When dealing with the awful reflexive tendency of cops to shoot dogs in SWAT raids and other times (e.g., a dog barks at them), I’ve said some pretty direct things to both cops and the survival community.
If you are a law enforcement officer and know nothing about animals, are frightened all of the time around them, and cannot assert yourself at the proper time and in the proper way, there are options for you. You can volunteer your time at local farms, ranches and dog breeders, and you can purchase and raise your own dogs. You need to become accustomed to being around cattle, horses, goats, dogs and other such animals. If you choose to ignore this gap in your training and life experiences, and you choose to run around frightened of everything that moves, but you relinquish your badge and gun, then who am I to infringe on your rights? Do as you wish, and leave me out of it.
But if you choose to be that kind of person, where you ignore gaps in your knowledge and experience base, but you continue to carry a badge and gun, I think you’re a panty waist. You are an irresponsible person who should feel bad about themselves, and you’re dangerous to those of us around you, and especially dangerous to animals. You’re unqualified to have your job, and you are basically a liability to the community.
[ … ]
Now a note to survivalists. You might spend time, money and energy on being prepared to survive in the wilderness, or perhaps being tactically competent. But if your planning, education and preparation doesn’t include a moderate knowledge of and mastery over animals, then your preparations are incomplete and your calculus is faulty. There are animals out there who truly can harm you, such as (in the West) brown bear, cougar and moose, and (in the East) black bear if they’re badly hungry, or feral hogs.
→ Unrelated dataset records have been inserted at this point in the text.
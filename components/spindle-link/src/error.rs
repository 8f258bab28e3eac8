//! Framing error types

use thiserror::Error;

#[derive(Debug, Clone, Copy, PartialEq, Eq, Error)]
pub enum FrameError {
    #[error("Frame does not start with ':'")]
    MissingStart,

    #[error("Frame payload has an odd number of hex digits")]
    OddLength,

    #[error("Invalid hex digit {byte:#04x} at offset {position}")]
    InvalidHex { byte: u8, position: usize },

    #[error("Frame needs {needed} bytes, buffer holds {available}")]
    BufferTooSmall { needed: usize, available: usize },

    #[error("Checksum mismatch (expected {expected:#04x}, received {received:#04x})")]
    ChecksumMismatch { expected: u8, received: u8 },

    #[error("Frame is not terminated by CR LF")]
    MissingTerminator,
}

pub type Result<T> = core::result::Result<T, FrameError>;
I’m not telling people to do something I’ve never done myself.
I have fallen off, been thrown off, bitten, run over, kicked, and just about anything that can happen on or around a horse. I have ridden horses all day long, and I do mean all … day … long, and gotten on to do it again the next day. And the next day. And the next day. I have fed them, herded them, doctored them, and assisted them to mate. If you’ve never witnessed horses mating first hand (and I’m not talking about watching the Discovery Channel), it can be a violent affair. I’ve ridden with saddles and then also (in my much younger years) bareback over mountain tops along narrow trails while running the herd). The hardest ride was bareback and (on a dare) without a bridle, only the halter.
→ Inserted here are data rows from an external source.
//! Explicit declaration of classes, interfaces and enumerations.
//!
//! [`ClassRegistry`] is the introspection source of the engine: it answers
//! symbol lookups for the type parser, reports constructor and factory
//! parameters, attributes, and performs instantiation.
//!
//! Classes without an explicit constructor body are built as
//! [`Value::Object`] holding the mapped arguments.
//!
//! # Example
//!
//! ```
//! # use treecast::registry::{ClassDeclaration, ClassRegistry, ParameterDeclaration};
//! # use treecast_core::value::Value;
//! let registry = ClassRegistry::new().with_class(
//!     ClassDeclaration::new("Point")
//!         .with_parameter(ParameterDeclaration::new("x", "int"))
//!         .with_parameter(ParameterDeclaration::new("y", "int").with_default(Value::Int(0))),
//! );
//! assert!(registry.class("Point").is_some());
//! ```

use std::{fmt, sync::Arc};

use indexmap::IndexMap;
use treecast_core::{
    definition::{Attribute, Attributes},
    reflection::{
        Arguments, AttributesSource, Callable, DeclarationSite, ReflectedParameter,
        ReflectionSource, Symbol, SymbolSource,
    },
    types::EnumCase,
    value::{Object, Value},
};

/// Body of a constructor or factory.
pub type ConstructorFn = Arc<dyn Fn(Arguments) -> Result<Value, String> + Send + Sync>;

/// A declared constructor or factory parameter.
#[derive(Debug, Clone, PartialEq)]
pub struct ParameterDeclaration {
    parameter: ReflectedParameter,
    attributes: Vec<Attribute>,
}

impl ParameterDeclaration {
    /// A required parameter of the given type description.
    pub fn new(name: impl Into<String>, declared_type: impl Into<String>) -> Self {
        Self {
            parameter: ReflectedParameter::new(name, declared_type),
            attributes: Vec::new(),
        }
    }

    pub fn with_default(mut self, default: Value) -> Self {
        self.parameter = self.parameter.with_default(default);
        self
    }

    pub fn with_attribute(mut self, attribute: Attribute) -> Self {
        self.attributes.push(attribute);
        self
    }

    pub fn name(&self) -> &str {
        self.parameter.name()
    }
}

#[derive(Clone, Default)]
struct CallableDeclaration {
    parameters: Vec<ParameterDeclaration>,
    body: Option<ConstructorFn>,
}

/// Everything known about one class.
#[derive(Clone)]
pub struct ClassDeclaration {
    name: String,
    templates: Vec<String>,
    attributes: Vec<Attribute>,
    constructor: CallableDeclaration,
    factories: IndexMap<String, CallableDeclaration>,
    instantiable: bool,
}

impl ClassDeclaration {
    pub fn new(name: impl Into<String>) -> Self {
        Self {
            name: name.into(),
            templates: Vec::new(),
            attributes: Vec::new(),
            constructor: CallableDeclaration::default(),
            factories: IndexMap::new(),
            instantiable: true,
        }
    }

    /// Declare the template names of a generic class.
    pub fn with_templates<I, S>(mut self, templates: I) -> Self
    where
        I: IntoIterator<Item = S>,
        S: Into<String>,
    {
        self.templates = templates.into_iter().map(Into::into).collect();
        self
    }

    /// Append a constructor parameter.
    pub fn with_parameter(mut self, parameter: ParameterDeclaration) -> Self {
        self.constructor.parameters.push(parameter);
        self
    }

    /// Attach a class attribute.
    pub fn with_attribute(mut self, attribute: Attribute) -> Self {
        self.attributes.push(attribute);
        self
    }

    /// Replace the default constructor body.
    pub fn with_constructor<F>(mut self, body: F) -> Self
    where
        F: Fn(Arguments) -> Result<Value, String> + Send + Sync + 'static,
    {
        self.constructor.body = Some(Arc::new(body));
        self
    }

    /// Declare a static factory.
    pub fn with_factory<F>(
        mut self,
        method: impl Into<String>,
        parameters: Vec<ParameterDeclaration>,
        body: F,
    ) -> Self
    where
        F: Fn(Arguments) -> Result<Value, String> + Send + Sync + 'static,
    {
        self.factories.insert(
            method.into(),
            CallableDeclaration {
                parameters,
                body: Some(Arc::new(body)),
            },
        );
        self
    }

    /// Declare a factory building a [`Value::Object`] from its arguments.
    pub fn with_plain_factory(
        mut self,
        method: impl Into<String>,
        parameters: Vec<ParameterDeclaration>,
    ) -> Self {
        self.factories.insert(
            method.into(),
            CallableDeclaration {
                parameters,
                body: None,
            },
        );
        self
    }

    /// Mark the constructor as unusable, as for abstract classes.
    pub fn not_instantiable(mut self) -> Self {
        self.instantiable = false;
        self
    }

    pub fn name(&self) -> &str {
        &self.name
    }

    fn callable(&self, callable: &Callable) -> Option<&CallableDeclaration> {
        match callable {
            Callable::Constructor { .. } => Some(&self.constructor),
            Callable::Factory { method, .. } => self.factories.get(method),
        }
    }
}

impl fmt::Debug for ClassDeclaration {
    fn fmt(&self, f: &mut fmt::Formatter<'_>) -> fmt::Result {
        f.debug_struct("ClassDeclaration")
            .field("name", &self.name)
            .field("templates", &self.templates)
            .field("attributes", &self.attributes)
            .field("factories", &self.factories.keys().collect::<Vec<_>>())
            .field("instantiable", &self.instantiable)
            .finish_non_exhaustive()
    }
}

/// In-memory registry of declared symbols.
#[derive(Debug, Clone, Default)]
pub struct ClassRegistry {
    classes: IndexMap<String, ClassDeclaration>,
    interfaces: IndexMap<String, Vec<Attribute>>,
    enums: IndexMap<String, Vec<EnumCase>>,
}

impl ClassRegistry {
    pub fn new() -> Self {
        Self::default()
    }

    pub fn with_class(mut self, class: ClassDeclaration) -> Self {
        self.classes.insert(class.name.clone(), class);
        self
    }

    pub fn with_interface(mut self, name: impl Into<String>) -> Self {
        self.interfaces.insert(name.into(), Vec::new());
        self
    }

    pub fn with_enum(mut self, name: impl Into<String>, cases: Vec<EnumCase>) -> Self {
        self.enums.insert(name.into(), cases);
        self
    }

    pub fn class(&self, name: &str) -> Option<&ClassDeclaration> {
        self.classes.get(name)
    }

    pub fn len(&self) -> usize {
        self.classes.len() + self.interfaces.len() + self.enums.len()
    }

    pub fn is_empty(&self) -> bool {
        self.len() == 0
    }
}

impl SymbolSource for ClassRegistry {
    fn symbol(&self, name: &str) -> Option<Symbol> {
        if let Some(class) = self.classes.get(name) {
            return Some(Symbol::class(name).with_templates(class.templates.clone()));
        }
        if self.interfaces.contains_key(name) {
            return Some(Symbol::interface(name));
        }
        self.enums
            .get(name)
            .map(|cases| Symbol::enumeration(name, cases.clone()))
    }
}

impl ReflectionSource for ClassRegistry {
    fn parameters_of(&self, callable: &Callable) -> Option<Vec<ReflectedParameter>> {
        let declaration = self.classes.get(callable.class())?.callable(callable)?;
        Some(
            declaration
                .parameters
                .iter()
                .map(|parameter| parameter.parameter.clone())
                .collect(),
        )
    }

    fn is_instantiable(&self, class: &str) -> bool {
        self.classes
            .get(class)
            .is_some_and(|declaration| declaration.instantiable)
    }

    fn instantiate(&self, callable: &Callable, arguments: Arguments) -> Result<Value, String> {
        let declaration = self
            .classes
            .get(callable.class())
            .and_then(|class| class.callable(callable))
            .ok_or_else(|| format!("`{callable}` is not declared"))?;

        match &declaration.body {
            Some(body) => body(arguments),
            None => Ok(Value::Object(Object::new(callable.class(), arguments))),
        }
    }
}

impl AttributesSource for ClassRegistry {
    fn attributes_for(&self, site: &DeclarationSite) -> Attributes {
        match site {
            DeclarationSite::Class(name) => self
                .classes
                .get(name)
                .map(|class| class.attributes.clone())
                .or_else(|| self.interfaces.get(name).cloned())
                .unwrap_or_default()
                .into_iter()
                .collect(),
            DeclarationSite::Parameter {
                callable,
                parameter,
            } => self
                .classes
                .get(callable.class())
                .and_then(|class| class.callable(callable))
                .and_then(|declaration| {
                    declaration
                        .parameters
                        .iter()
                        .find(|declared| declared.name() == parameter)
                })
                .map(|declared| declared.attributes.iter().cloned().collect())
                .unwrap_or_default(),
        }
    }
}

#[cfg(test)]
mod tests {
    use treecast_core::types::EnumBacking;

    use super::*;

    fn registry() -> ClassRegistry {
        ClassRegistry::new()
            .with_class(
                ClassDeclaration::new("Box")
                    .with_templates(["T"])
                    .with_parameter(ParameterDeclaration::new("value", "T").with_attribute(
                        Attribute::Transform {
                            name: "trim".to_string(),
                        },
                    ))
                    .with_plain_factory("empty", Vec::new()),
            )
            .with_interface("Shape")
            .with_enum(
                "Suit",
                vec![EnumCase::backed("Hearts", EnumBacking::String("H".to_string()))],
            )
    }

    #[test]
    fn test_symbols() {
        let registry = registry();

        assert_eq!(registry.symbol("Box").unwrap().templates(), ["T"]);
        assert_eq!(
            registry.symbol("Shape").map(|symbol| symbol.kind()),
            Some(treecast_core::reflection::SymbolKind::Interface)
        );
        assert_eq!(registry.symbol("Suit").unwrap().cases().len(), 1);
        assert_eq!(registry.symbol("Nope"), None);
        assert_eq!(registry.len(), 3);
    }

    #[test]
    fn test_parameters_of_constructor_and_factory() {
        let registry = registry();

        let constructor = registry
            .parameters_of(&Callable::constructor("Box"))
            .unwrap();
        assert_eq!(constructor[0].declared_type(), "T");
        assert_eq!(
            registry.parameters_of(&Callable::factory("Box", "empty")),
            Some(Vec::new())
        );
        assert_eq!(registry.parameters_of(&Callable::factory("Box", "full")), None);
    }

    #[test]
    fn test_parameter_attributes() {
        let attributes = registry().attributes_for(&DeclarationSite::Parameter {
            callable: Callable::constructor("Box"),
            parameter: "value".to_string(),
        });

        assert_eq!(attributes.len(), 1);
        assert!(attributes.has(treecast_core::definition::AttributeKind::Transform));
    }

    #[test]
    fn test_default_instantiation_builds_object() {
        let mut arguments = Arguments::new();
        arguments.insert("value".to_string(), Value::Int(1));

        let value = registry()
            .instantiate(&Callable::constructor("Box"), arguments)
            .unwrap();

        let object = value.as_object().unwrap();
        assert_eq!(object.class(), "Box");
        assert_eq!(object.field("value"), Some(&Value::Int(1)));
    }
}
From the age of fourteen and beyond into my early twenties, I worked weekends and summers at a Christian camp above Marietta, South Carolina named Awanita Valley (and Awanita Ranch in Traveler’s Rest). We trained and trail rode horses, fed them and cared for them, hiked the trails and cleared them of snakes and yellow jacket nests (have you ever been on a horse when it came up on a yellow jacket nest?).
When we weren’t doing that, we were cutting wood, hauling supplies, digging ditches, and baling hay. My boys did the same thing, and Daniel later (before the Marine Corps) worked for Joey Macrae in Anderson, South Carolina, an extraordinary professional horseman, breaking and training horses. I have ridden in the rain, blazing sun, and snow. I have seen my son Joshua and his horse buried up to his thighs in snow, and watched him ride the horse up from sinking in the drift and stay on him while keeping the horse and him safe.
Why is all (or any) of this important? Because as I tried to convey in my earlier post, it is critical to have an understanding and mastery over animals [if you care about your life] …
The same thing goes for preening, smart ass little girls who get talked into doing something stupid. Like this girl (courtesy of reader Ned in Horses in Austin).
So listen to me girl. Let me explain something to you.
You survive around large farm animals like horses not because they love you or just like being around you, but because you make a deal with them. Here is the deal: the horse will not kill you, and in return, you covenant to take care of the horse. And you have to mean it – a horse knows if you’re lying.
You learn the horse’s language, from directional signals to foot pressure to voice commands to neck reining. You learn the “warp and woof” of how the horse thinks. You must learn what your voice inflections, timbre, volume and frequency do to the horse and how s/he will interpret them. The horse will know if you’re unsure of yourself and don’t know what you’re doing, and despite what you’ve been told by your idiot college professors, there is no non-binary for horses.
Mares can be handled, geldings are a little more difficult, and studs are very hard to tame and usually dangerous. Oh, and walking up behind a horse and surprising it will inevitably lead to a kick, and that in the superlative for running up to the horse. To the horse, you are a threat and s/he will treat you as such.
A horse can stomp you, bite you, throw you off, run over you, and (here’s the worst part), kick you. When a horse decides to kick, if the horse lands a hoof on your forehead, you’re likely going to end up dead or with severe and permanent brain injury.
That kick was merely a warning, and it was glancing at best. You’re very fortunate to be able to stagger away from that with minor injuries. So here’s a suggestion. Drop out of college, it’s probably not doing you any good anyway, and it’s running up a mountain of debt you can never pay off.
Go volunteer at a local farm or ranch, and get some real like experience working for a living and learning to handle animals. And don’t ever do anything like that again.
Then again, if you actually learn to work, you may not want to be out among those idiot protesters anyway.